Strawberry Jello Pie
2-baked 9” pie shells
2 ½ quart of fresh strawberries
1 c. sugar
2TB corn starch
1 c. water
In a small bowl mix together the sugar and corn starch; make sure to blend corn starch in completely. In saucepan add water to boiling, add dry ingredients and cook over medium heat until mixture thickens. Remove from heat. Add gelatin mix, and stir until smooth. Let mixture cool to room temperature.
Place strawberries in baked pie shells; position berries with points facing up. Pour cooled gel mixture over strawberries.

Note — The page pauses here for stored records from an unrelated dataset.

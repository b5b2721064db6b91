//! Renderer traits and the shared script builder.
//!
//! Every tool carries a [`ToolRenderer`]. Tools that can also emit a standalone
//! configuration file expose a [`ConfigFileCapability`] through
//! [`ToolRenderer::config_file`]; the registry discovers it there instead of
//! probing for optional functions.
//!
//! # Script shape
//!
//! Every script produced through [`ScriptWriter`] starts with a bash shebang
//! and a comment header, prints what it is doing, backs up any file it is
//! about to overwrite (once, so re-running keeps the original), applies the
//! change, prints a verification step and finishes with an undo hint.

mod apt;
mod cargo;
mod docker;
mod go;
mod homebrew;
mod jvm;
mod misc;
mod node;
mod python;
mod yum;

use std::fmt;

pub use apt::{AptRenderer, sources_list};
pub use cargo::CargoRenderer;
pub use docker::DockerRenderer;
pub use go::GoRenderer;
pub use homebrew::HomebrewRenderer;
pub use jvm::{GradleRenderer, MavenRenderer};
pub use misc::{ComposerRenderer, CpanRenderer, CranRenderer, FlutterRenderer, NugetRenderer, RubyGemsRenderer};
pub use node::{NodeCli, NodeRenderer};
pub use python::{CondaRenderer, PipRenderer};
pub use yum::YumRenderer;

use crate::error::Result;
use crate::tool::RenderContext;

/// Suffix given to backups taken by generated scripts
pub const BACKUP_SUFFIX: &str = ".mirrorkit.bak";

/// Renders the script and manual snippet for one tool.
///
/// Implementations must be pure: the same context always yields the same
/// text.
pub trait ToolRenderer: fmt::Debug + Send + Sync {
    /// Full, idempotent setup script
    fn script(&self, ctx: &RenderContext<'_>) -> Result<String>;

    /// Short snippet (one to five lines) for users who prefer to type it
    fn manual_command(&self, ctx: &RenderContext<'_>) -> Result<String>;

    /// Config-file support, if the tool has any
    fn config_file(&self) -> Option<&dyn ConfigFileCapability> {
        None
    }
}

/// Emits a ready-to-save configuration file.
pub trait ConfigFileCapability {
    /// Conventional file name, e.g. `.npmrc`
    fn file_name(&self) -> &'static str;

    /// File body
    fn render_config_file(&self, ctx: &RenderContext<'_>) -> Result<String>;
}

/// Line-oriented builder for generated shell scripts.
#[derive(Debug)]
pub(crate) struct ScriptWriter {
    buf: String,
}

impl ScriptWriter {
    /// Start a script with the standard header for `ctx`.
    pub(crate) fn new(ctx: &RenderContext<'_>) -> Self {
        let tool = ctx.tool();
        let mirror = ctx.mirror();
        let mut buf = String::from("#!/bin/bash\n");
        buf.push_str(&format!(
            "# {} mirror configuration - {}\n",
            tool.name(),
            mirror.name
        ));
        if let Some(os) = ctx.os_version() {
            buf.push_str(&format!("# OS version: {}\n", os.label));
        }
        buf.push_str("# Generated by mirrorkit\n");
        if let Some(note) = &mirror.note {
            buf.push_str(&format!("# Note: {note}\n"));
        }
        Self { buf }
    }

    /// Blank line followed by a `# comment`
    pub(crate) fn section(&mut self, comment: &str) -> &mut Self {
        self.buf.push('\n');
        self.buf.push_str("# ");
        self.buf.push_str(comment);
        self.buf.push('\n');
        self
    }

    /// Raw line
    pub(crate) fn line(&mut self, line: impl AsRef<str>) -> &mut Self {
        self.buf.push_str(line.as_ref());
        self.buf.push('\n');
        self
    }

    /// Several raw lines
    pub(crate) fn lines<I, S>(&mut self, lines: I) -> &mut Self
    where
        I: IntoIterator<Item = S>,
        S: AsRef<str>,
    {
        for line in lines {
            self.line(line);
        }
        self
    }

    /// `echo "..."`; the message must not contain double quotes
    pub(crate) fn echo(&mut self, message: impl AsRef<str>) -> &mut Self {
        self.line(format!("echo \"{}\"", message.as_ref()))
    }

    /// `{command} << 'EOF'` with a quoted here-document body
    pub(crate) fn heredoc(&mut self, command: &str, body: &str) -> &mut Self {
        self.line(format!("{command} << 'EOF'"));
        self.buf.push_str(body);
        if !body.ends_with('\n') {
            self.buf.push('\n');
        }
        self.line("EOF")
    }

    /// Copy `path` aside once so re-running keeps the pristine original.
    pub(crate) fn backup_once(&mut self, path: &str, sudo: bool) -> &mut Self {
        let elevate = if sudo { "sudo " } else { "" };
        self.line(format!(
            "if [ -f {path} ] && [ ! -f {path}{BACKUP_SUFFIX} ]; then"
        ))
        .line(format!("    {elevate}cp {path} {path}{BACKUP_SUFFIX}"))
        .line(format!("    echo \"Backed up {path} to {path}{BACKUP_SUFFIX}\""))
        .line("fi")
    }

    /// Export variables now and persist them in the user's shell profile,
    /// replacing earlier lines for the same variables.
    pub(crate) fn persist_env(&mut self, vars: &[(&str, String)]) -> &mut Self {
        for (name, value) in vars {
            self.line(format!("export {name}=\"{value}\""));
        }
        self.section("Persist in the shell profile")
            .line("SHELL_RC=\"\"")
            .line("if [ -f ~/.zshrc ]; then")
            .line("    SHELL_RC=~/.zshrc")
            .line("elif [ -f ~/.bash_profile ]; then")
            .line("    SHELL_RC=~/.bash_profile")
            .line("elif [ -f ~/.bashrc ]; then")
            .line("    SHELL_RC=~/.bashrc")
            .line("fi")
            .line("if [ -n \"$SHELL_RC\" ]; then")
            .line(format!(
                "    if [ ! -f \"$SHELL_RC{BACKUP_SUFFIX}\" ]; then cp \"$SHELL_RC\" \"$SHELL_RC{BACKUP_SUFFIX}\"; fi"
            ));
        let patterns: Vec<String> = vars
            .iter()
            .map(|(name, _)| format!("-e '^export {name}='"))
            .collect();
        self.line(format!(
            "    grep -v {} \"$SHELL_RC\" > \"$SHELL_RC.mirrorkit.tmp\"",
            patterns.join(" ")
        ))
        .line("    mv \"$SHELL_RC.mirrorkit.tmp\" \"$SHELL_RC\"");
        for (name, value) in vars {
            self.line(format!(
                "    printf '%s\\n' 'export {name}=\"{value}\"' >> \"$SHELL_RC\""
            ));
        }
        self.line("    echo \"Updated $SHELL_RC\"")
            .line("else")
            .line("    echo \"No shell profile found; add the exports above to your profile manually\"")
            .line("fi")
    }

    /// Finish the script
    pub(crate) fn finish(self) -> String {
        self.buf
    }
}

/// Host part of the mirror URL, for tools that address mirrors by host.
pub(crate) fn mirror_host<'a>(ctx: &RenderContext<'a>) -> Result<&'a str> {
    Ok(ctx.mirror().parsed_url()?.host())
}

#[cfg(test)]
pub(crate) mod test_support {
    use crate::model::{CategoryKey, MirrorDefinition, OsSupport};
    use crate::tool::ToolDefinition;

    use super::ToolRenderer;

    /// A single-mirror tool for exercising one renderer in isolation.
    pub(crate) fn tool_with(
        key: &str,
        renderer: impl ToolRenderer + 'static,
        mirror: MirrorDefinition,
        os: OsSupport,
    ) -> ToolDefinition {
        ToolDefinition::builder(key, CategoryKey::Other, renderer)
            .name(key.to_uppercase())
            .mirror("test", mirror)
            .os_support(os)
            .build()
    }
}

#[cfg(test)]
mod tests {
    use super::test_support::tool_with;
    use super::*;
    use crate::model::{MirrorDefinition, OsSupport};

    #[derive(Debug)]
    struct EchoRenderer;

    impl ToolRenderer for EchoRenderer {
        fn script(&self, ctx: &RenderContext<'_>) -> Result<String> {
            let mut w = ScriptWriter::new(ctx);
            w.echo("hello");
            w.backup_once("~/.echorc", false);
            Ok(w.finish())
        }

        fn manual_command(&self, ctx: &RenderContext<'_>) -> Result<String> {
            Ok(format!("echo {}", ctx.mirror().url))
        }
    }

    #[test]
    fn test_header_contains_mirror_and_note() {
        let tool = tool_with(
            "echo",
            EchoRenderer,
            MirrorDefinition::new("Example", "https://example.com").with_note("be careful"),
            OsSupport::Any,
        );
        let script = tool.render_script("test", None).unwrap();
        assert!(script.starts_with("#!/bin/bash\n# ECHO mirror configuration - Example\n"));
        assert!(script.contains("# Note: be careful\n"));
        assert!(!script.contains("# OS version"));
    }

    #[test]
    fn test_header_contains_os_label() {
        let tool = tool_with(
            "echo",
            EchoRenderer,
            MirrorDefinition::new("Example", "https://example.com"),
            OsSupport::requires([("demo-1", "Demo 1")]),
        );
        let script = tool.render_script("test", Some("demo-1")).unwrap();
        assert!(script.contains("# OS version: Demo 1\n"));
    }

    #[test]
    fn test_backup_once_is_guarded() {
        let tool = tool_with(
            "echo",
            EchoRenderer,
            MirrorDefinition::new("Example", "https://example.com"),
            OsSupport::Any,
        );
        let script = tool.render_script("test", None).unwrap();
        assert!(script.contains("if [ -f ~/.echorc ] && [ ! -f ~/.echorc.mirrorkit.bak ]; then"));
        assert!(script.contains("    cp ~/.echorc ~/.echorc.mirrorkit.bak\n"));
    }

    #[test]
    fn test_tool_without_capability_has_no_config_file() {
        let tool = tool_with(
            "echo",
            EchoRenderer,
            MirrorDefinition::new("Example", "https://example.com"),
            OsSupport::Any,
        );
        assert!(!tool.has_config_file());
        assert_eq!(tool.render_config_file("test", None).unwrap(), None);
    }
}
//! `show`: render one selection to stdout.

use std::fmt::Write as _;

use mirrorkit_generator::{SiteConfig, one_click_command};
use mirrorkit_registry::{GeneratedArtifact, Registry};
use serde::Serialize;
use tracing::warn;

use super::Context;
use crate::cli::{CliError, ShowPart};

/// An explicit `(tool, mirror, os?)` selection.
#[derive(Debug, Clone, Copy)]
pub struct Selection<'a> {
    /// Tool key
    pub tool: &'a str,
    /// Mirror key
    pub mirror: &'a str,
    /// OS version key
    pub os: Option<&'a str>,
}

#[derive(Debug, Serialize)]
#[serde(rename_all = "camelCase")]
struct ShowOutput<'a> {
    #[serde(flatten)]
    artifact: &'a GeneratedArtifact,
    one_click_command: String,
    issues: Vec<String>,
}

/// Render `selection`, warning about validation issues in the script.
///
/// # Errors
///
/// Unknown keys and missing or unexpected OS versions are configuration
/// errors; renderer failures are generation errors.
pub fn render(registry: &Registry, selection: &Selection<'_>) -> Result<GeneratedArtifact, CliError> {
    let artifact = registry.render(selection.tool, selection.mirror, selection.os)?;
    let report = mirrorkit_validate::validate(artifact.script());
    for issue in report.issues() {
        warn!(file = artifact.script_file_name(), "{issue}");
    }
    Ok(artifact)
}

/// Text for one part of `artifact`. `All` joins every section under a
/// heading; single parts are printed bare so they can be piped.
#[must_use]
pub fn format_part(artifact: &GeneratedArtifact, part: ShowPart, site: &SiteConfig) -> String {
    fn terminated(text: &str) -> String {
        if text.ends_with('\n') {
            text.to_string()
        } else {
            format!("{text}\n")
        }
    }

    match part {
        ShowPart::Script => artifact.script().to_string(),
        ShowPart::Manual => terminated(artifact.manual_command()),
        ShowPart::Config => artifact
            .config_file()
            .map(|file| file.content.clone())
            .unwrap_or_default(),
        ShowPart::All => {
            let mut out = String::new();
            let _ = writeln!(out, "==> One-click ({})", artifact.script_file_name());
            let _ = writeln!(out, "{}\n", one_click_command(site, artifact.script_file_name()));
            out.push_str("==> Manual command\n");
            out.push_str(&terminated(artifact.manual_command()));
            if let Some(file) = artifact.config_file() {
                let _ = writeln!(out, "\n==> Config file ({})", file.file_name);
                out.push_str(&terminated(&file.content));
            }
            out.push_str("\n==> Script\n");
            out.push_str(&terminated(artifact.script()));
            out
        }
    }
}

/// Print one selection.
///
/// # Errors
///
/// See [`render`]; asking for the config file of a tool without one is a
/// configuration error.
pub fn execute(
    registry: &Registry,
    selection: &Selection<'_>,
    part: ShowPart,
    ctx: &Context,
) -> Result<(), CliError> {
    let site = ctx.site_config()?;
    let artifact = render(registry, selection)?;
    if part == ShowPart::Config && artifact.config_file().is_none() {
        return Err(CliError::config_with_help(
            format!("Tool '{}' has no config file", selection.tool),
            "Use --part script or --part manual instead",
        ));
    }

    let output = ShowOutput {
        artifact: &artifact,
        one_click_command: one_click_command(&site, artifact.script_file_name()),
        issues: mirrorkit_validate::validate(artifact.script()).messages(),
    };
    ctx.emit(&output, &format_part(&artifact, part, &site))
}

#[cfg(test)]
mod tests {
    use super::*;

    fn npm() -> GeneratedArtifact {
        let selection = Selection {
            tool: "npm",
            mirror: "aliyun",
            os: None,
        };
        render(Registry::builtin(), &selection).unwrap()
    }

    #[test]
    fn test_manual_part_is_bare() {
        let text = format_part(&npm(), ShowPart::Manual, &SiteConfig::default());
        assert!(text.starts_with("npm config set registry https://registry.npmmirror.com"));
        assert!(!text.contains("==>"));
    }

    #[test]
    fn test_script_part_is_byte_identical() {
        let artifact = npm();
        assert_eq!(
            format_part(&artifact, ShowPart::Script, &SiteConfig::default()),
            artifact.script()
        );
    }

    #[test]
    fn test_all_parts_have_headings() {
        let text = format_part(&npm(), ShowPart::All, &SiteConfig::default());
        assert!(text.contains("==> One-click (npm-aliyun.sh)"));
        assert!(text.contains("curl -sSL https://mirror.example.com/scripts/npm-aliyun.sh | bash"));
        assert!(text.contains("==> Config file (.npmrc)"));
        assert!(text.contains("==> Script\n#!/bin/bash"));
    }

    #[test]
    fn test_missing_os_version_is_config_error() {
        let selection = Selection {
            tool: "apt",
            mirror: "aliyun",
            os: None,
        };
        let err = render(Registry::builtin(), &selection).unwrap_err();
        assert_eq!(crate::cli::exit_code_for(&err), crate::cli::EXIT_CLI);
    }
}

Refrigerate until set. Serve with whipped cream, if desired.
Strawberry Pretzel Salad
2 cups crushed pretzels
3/4 cup butter, melted
3 tablespoons white sugar
1 (8 ounce) package cream cheese, softened
1 cup white sugar
1 (8 ounce) carton frozen whipped topping, thawed
2 (3 ounce) packages strawberry gelatin
2 cups boiling water
2 (10 ounce) packages frozen strawberries
Preheat oven to 400°F.
Stir together crushed pretzels, melted butter and 3 tablespoons white sugar; mix well and press mixture into bottom of 9x13-inch baking dish.
Bake 8-10 minutes, until set; set aside to cool. In a large mixing bowl cream together cream cheese and white sugar. Fold in whipped topping. Spread mixture onto cooled crust.

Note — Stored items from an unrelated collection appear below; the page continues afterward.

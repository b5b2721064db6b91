use crate::error::Result;
use crate::tool::RenderContext;

use super::{ScriptWriter, ToolRenderer, mirror_host};

const REPO_DIR: &str = "/etc/yum.repos.d";
const BACKUP_DIR: &str = "/etc/yum.repos.d/mirrorkit-backup";

/// YUM/DNF: swaps the CentOS base repo file for the mirror's.
#[derive(Debug, Default, Clone, Copy)]
pub struct YumRenderer;

/// Major version is the last `-` segment: `centos-stream-9` is 9.
fn major_version(os_key: &str) -> &str {
    os_key.rsplit('-').next().unwrap_or(os_key)
}

/// CentOS 8 and later default to dnf.
fn package_manager(major: &str) -> &'static str {
    if major == "7" { "yum" } else { "dnf" }
}

fn repo_url(host: &str, major: &str) -> String {
    format!("https://{host}/repo/Centos-{major}.repo")
}

impl ToolRenderer for YumRenderer {
    fn script(&self, ctx: &RenderContext<'_>) -> Result<String> {
        let os = ctx.require_os()?;
        let host = mirror_host(ctx)?;
        let major = major_version(os.key);
        let pm = package_manager(major);
        let mirror = &ctx.mirror().name;

        let mut w = ScriptWriter::new(ctx);
        w.line("")
            .echo(format!("Configuring {pm} mirror ({mirror}) for {}...", os.label))
            .section("Move the existing repo files aside (only on the first run)")
            .line(format!("if [ ! -d {BACKUP_DIR} ]; then"))
            .line(format!("    sudo mkdir -p {BACKUP_DIR}"))
            .line(format!("    sudo mv {REPO_DIR}/*.repo {BACKUP_DIR}/ 2>/dev/null"))
            .line(format!("    echo \"Backed up repo files to {BACKUP_DIR}\""))
            .line("fi")
            .section("Download the mirror repo file")
            .line(format!(
                "sudo curl -fsSL -o {REPO_DIR}/CentOS-Base.repo {}",
                repo_url(host, major)
            ))
            .echo("Repo file updated")
            .section("Rebuild the metadata cache")
            .echo("Rebuilding cache...")
            .line(format!("sudo {pm} clean all"))
            .line(format!("sudo {pm} makecache"))
            .section("Verify")
            .line(format!("{pm} repolist"))
            .line("")
            .echo(format!("Done. {pm} now uses {mirror}"))
            .echo(format!(
                "To undo: sudo mv {BACKUP_DIR}/*.repo {REPO_DIR}/ && sudo {pm} clean all"
            ));
        Ok(w.finish())
    }

    fn manual_command(&self, ctx: &RenderContext<'_>) -> Result<String> {
        let os = ctx.require_os()?;
        let host = mirror_host(ctx)?;
        let major = major_version(os.key);
        let pm = package_manager(major);
        Ok(format!(
            "sudo mkdir -p {BACKUP_DIR}\n\
             sudo mv {REPO_DIR}/*.repo {BACKUP_DIR}/\n\
             sudo curl -fsSL -o {REPO_DIR}/CentOS-Base.repo {}\n\
             sudo {pm} makecache",
            repo_url(host, major)
        ))
    }
}
//! Site configuration (`site-config.json`).

use std::path::Path;

use chrono::{Datelike, NaiveDate, Utc};
use serde::{Deserialize, Serialize};
use tracing::debug;

use crate::error::{Error, Result};

/// Conventional file name of the site configuration
pub const SITE_CONFIG_FILE: &str = "site-config.json";

const DEFAULT_SITE_URL: &str = "https://mirror.example.com";
const DEFAULT_SITE_NAME: &str = "mirrorkit";

/// Settings that shape the generated site. Every field has a default.
#[derive(Debug, Clone, PartialEq, Eq, Serialize, Deserialize)]
#[serde(default, rename_all = "camelCase")]
pub struct SiteConfig {
    /// Absolute base URL the site is served from, without a trailing slash
    pub site_url: String,
    /// Site name used in titles and the footer
    pub site_name: String,
    /// Extra footer text
    pub footer_text: Option<String>,
    /// ICP filing number shown in the footer
    pub icp_number: Option<String>,
    /// Contact address shown in the footer
    pub contact_email: Option<String>,
    /// Source repository link shown in the footer
    pub contact_github: Option<String>,
    /// Whether to emit the analytics snippet
    pub enable_analytics: bool,
    /// Analytics measurement id
    pub analytics_id: Option<String>,
    /// Fixed `YYYY-MM-DD` date for the sitemap; today when unset
    pub lastmod: Option<String>,
}

impl Default for SiteConfig {
    fn default() -> Self {
        Self {
            site_url: DEFAULT_SITE_URL.to_string(),
            site_name: DEFAULT_SITE_NAME.to_string(),
            footer_text: None,
            icp_number: None,
            contact_email: None,
            contact_github: None,
            enable_analytics: false,
            analytics_id: None,
            lastmod: None,
        }
    }
}

fn non_empty(value: Option<&String>) -> Option<&str> {
    value.map(|v| v.trim()).filter(|v| !v.is_empty())
}

impl SiteConfig {
    /// Load from `path`. A missing file yields the defaults.
    ///
    /// # Errors
    ///
    /// Returns a configuration error when the file cannot be read, is not
    /// valid JSON, or holds an unusable value.
    pub fn load(path: &Path) -> Result<Self> {
        let content = match std::fs::read_to_string(path) {
            Ok(content) => content,
            Err(e) if e.kind() == std::io::ErrorKind::NotFound => {
                debug!(path = %path.display(), "No site config, using defaults");
                return Ok(Self::default());
            }
            Err(source) => {
                return Err(Error::ConfigRead {
                    path: path.to_path_buf(),
                    source,
                });
            }
        };
        let config: Self = serde_json::from_str(&content).map_err(|source| Error::ConfigParse {
            path: path.to_path_buf(),
            source,
        })?;
        let config = config.normalized()?;
        debug!(path = %path.display(), site_url = %config.site_url, "Loaded site config");
        Ok(config)
    }

    /// Override the site URL.
    ///
    /// # Errors
    ///
    /// Returns [`Error::ConfigValue`] when the URL is not absolute http(s).
    pub fn with_site_url(mut self, url: impl Into<String>) -> Result<Self> {
        self.site_url = url.into();
        self.normalized()
    }

    /// Trim the trailing slash from the site URL and check the values that
    /// must be well formed.
    fn normalized(mut self) -> Result<Self> {
        let trimmed = self.site_url.trim().trim_end_matches('/');
        if !(trimmed.starts_with("https://") || trimmed.starts_with("http://")) {
            return Err(Error::ConfigValue {
                key: "siteUrl".to_string(),
                reason: format!("expected an absolute http(s) URL, got '{}'", self.site_url),
            });
        }
        self.site_url = trimmed.to_string();

        if let Some(lastmod) = non_empty(self.lastmod.as_ref()) {
            NaiveDate::parse_from_str(lastmod, "%Y-%m-%d").map_err(|e| Error::ConfigValue {
                key: "lastmod".to_string(),
                reason: format!("expected YYYY-MM-DD: {e}"),
            })?;
        }
        Ok(self)
    }

    /// Absolute URL of a site-relative path such as `tools/npm/`
    #[must_use]
    pub fn url(&self, path: &str) -> String {
        format!("{}/{}", self.site_url, path.trim_start_matches('/'))
    }

    /// Analytics id, only when analytics are enabled and an id is set
    #[must_use]
    pub fn analytics_id(&self) -> Option<&str> {
        if self.enable_analytics {
            non_empty(self.analytics_id.as_ref())
        } else {
            None
        }
    }

    /// Footer text, if set
    #[must_use]
    pub fn footer_text(&self) -> Option<&str> {
        non_empty(self.footer_text.as_ref())
    }

    /// ICP number, if set
    #[must_use]
    pub fn icp_number(&self) -> Option<&str> {
        non_empty(self.icp_number.as_ref())
    }

    /// Contact e-mail, if set
    #[must_use]
    pub fn contact_email(&self) -> Option<&str> {
        non_empty(self.contact_email.as_ref())
    }

    /// Repository link, if set
    #[must_use]
    pub fn contact_github(&self) -> Option<&str> {
        non_empty(self.contact_github.as_ref())
    }

    fn lastmod_date(&self) -> NaiveDate {
        non_empty(self.lastmod.as_ref())
            .and_then(|d| NaiveDate::parse_from_str(d, "%Y-%m-%d").ok())
            .unwrap_or_else(|| Utc::now().date_naive())
    }

    /// Sitemap `lastmod` value
    #[must_use]
    pub fn lastmod(&self) -> String {
        self.lastmod_date().format("%Y-%m-%d").to_string()
    }

    /// Year shown in the footer copyright
    #[must_use]
    pub fn copyright_year(&self) -> i32 {
        self.lastmod_date().year()
    }
}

Dissolve gelatin in boiling water. Stir in frozen strawberries and allow to set briefly. When mixture is about the consistency of egg whites, pour and spread over cream cheese layer.
Refrigerate until set.
Strawberry Spinach Salad
2 TB sesame seeds
1TB poppy seeds
½ c. sugar
½ c. olive oil
¼ c. vinegar
¼ tsp paprika
¼ tsp. Worcestershire sauce
1 TB purple onion, minced
10 oz fresh spinach-washed, dried, torn
1 quart fresh strawberries
In a medium bowl, whisk together the sesame seeds, poppy seeds, sugar, olive oil, vinegar, paprika, Worcestershire sauce and onion. Cover, and chill for one hour.
In a large bowl, combine the spinach, strawberries and almonds. Pour dressing over salad, and toss. Refrigerate 10 to 15 minutes before serving.